Em seu pronunciamento de posse à Presidência do Conselho de Administração da ABIMAQ, você destacou a necessidade de os bancos públicos se voltarem de maneira mais consistente à oferta de linhas de financiamento em melhores condições para as pequenas e médias empresas, uma vez que o acesso ao crédito é evidentemente mais fácil para as grandes. Por que você fez questão de mencionar isso na ocasião? E qual é, atualmente, a importância das PMEs em termos de participação/share, e do desenvolvimento delas para o setor nacional de máquinas e equipamentos?
A indústria de máquinas e equipamentos é um segmento da indústria de transformação bastante heterogêneo, que agrega empresas de todos os portes que atendem às mais diversas atividades econômicas, entre elas, a indústria siderúrgica, como também a de fabricantes de bens de consumo duráveis, não duráveis, produtos agrícolas, construção civil e infraestrutura. Segundo a Pesquisa Industrial Anual do IBGE, a indústria de máquinas e equipamentos é representada por mais de 8.000 empresas, na sua maior parte (cerca de 60%), de pequeno ou médio porte, com grande importância na geração de empregos, renda e tributos no país.

A alta carga tributária que incide na operação de todos os setores produtivos da economia brasileira – incluindo o de máquinas e equipamentos – continua sendo um sério problema para o desenvolvimento dela. Como você analisa as recentes movimentações do atual governo no sentido de melhorar esse quadro?
Sim, a elevada carga tributária é um sério problema no país, porque torna principalmente os bens industrializados mais caros. Por conta disso, aplaudimos as decisões recentes de redução de alíquotas de impostos. Mas tão importante quanto a redução da carga tributária é a reforma do atual sistema tributário, hoje um dos principais entraves à competitividade da indústria nacional em razão de diversos fatores, tais como a complexidade do sistema, que resulta em altos custos de conformidade e alta litigiosidade, e o formato de tributação na origem, que abre espaço para Guerra Fiscal entre estados, o que acaba distorcendo as decisões de investimentos. Além disso, ela onera exportações e investimentos por conta dos resíduos que ficam presentes em todos os elos da cadeia produtiva, e causam problemas em função da cumulatividade. E como eu já disse, todos esses fatores levam à perda de competitividade da indústria nacional, à redução da taxa de investimento, de produtividade, de exportações e consequentemente do crescimento econômico.

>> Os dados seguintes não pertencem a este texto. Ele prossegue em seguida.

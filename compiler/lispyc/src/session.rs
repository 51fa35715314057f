//! One interpreter session: a persistent environment plus the pipeline.

use lispy_eval::{eval, read, Environment, Value};
use lispy_syntax::{parse, ParseError};

/// A running interpreter. Bindings persist across [`Session::eval_line`]
/// calls for the session's lifetime.
#[derive(Clone, Debug)]
pub struct Session {
    env: Environment,
}

impl Session {
    /// A fresh session with every builtin bound.
    pub fn new() -> Self {
        Session {
            env: Environment::with_builtins(),
        }
    }

    /// Parse, read and evaluate one line of input.
    ///
    /// Only syntax errors are `Err`; evaluation failures come back as
    /// `Ok(Value::Error(..))`.
    #[tracing::instrument(level = "debug", skip_all, fields(len = line.len()))]
    pub fn eval_line(&mut self, line: &str) -> Result<Value, ParseError> {
        let tree = parse(line)?;
        let value = eval(&mut self.env, read(&tree));
        tracing::debug!(result = value.type_name(), "evaluated");
        Ok(value)
    }

    pub fn environment(&self) -> &Environment {
        &self.env
    }
}

impl Default for Session {
    fn default() -> Self {
        Self::new()
    }
}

E quais são os pleitos da ABIMAQ nesse sentido, e como eles vêm sendo encaminhados? Há perspectiva de êxito?
Há anos temos trabalhado em favor de uma reforma tributária focada na criação do imposto sobre valor agregado, que é um modelo de tributação adotado por diversos países do mundo, e tem o potencial de modernizar e simplificar o atual sistema tributário brasileiro, com cobrança nas diversas etapas do processo de produção e comercialização e, em todas, garantindo o direito ao crédito correspondente ao imposto pago na etapa anterior. Nesse modelo de tributação, as exportações e os investimentos serão totalmente desonerados e as importações tributadas de forma equivalente à produção nacional, garantindo ganhos importantes de competitividade ao produto nacional. O debate em torno de uma reforma aos moldes da nossa demanda evoluiu bastante durante este ano. Assim, temos a expectativa de que este seja um dos temas a serem encaminhados durante os primeiros dias de gestão do próximo mandato do governo. E vamos lutar para que isto ocorra.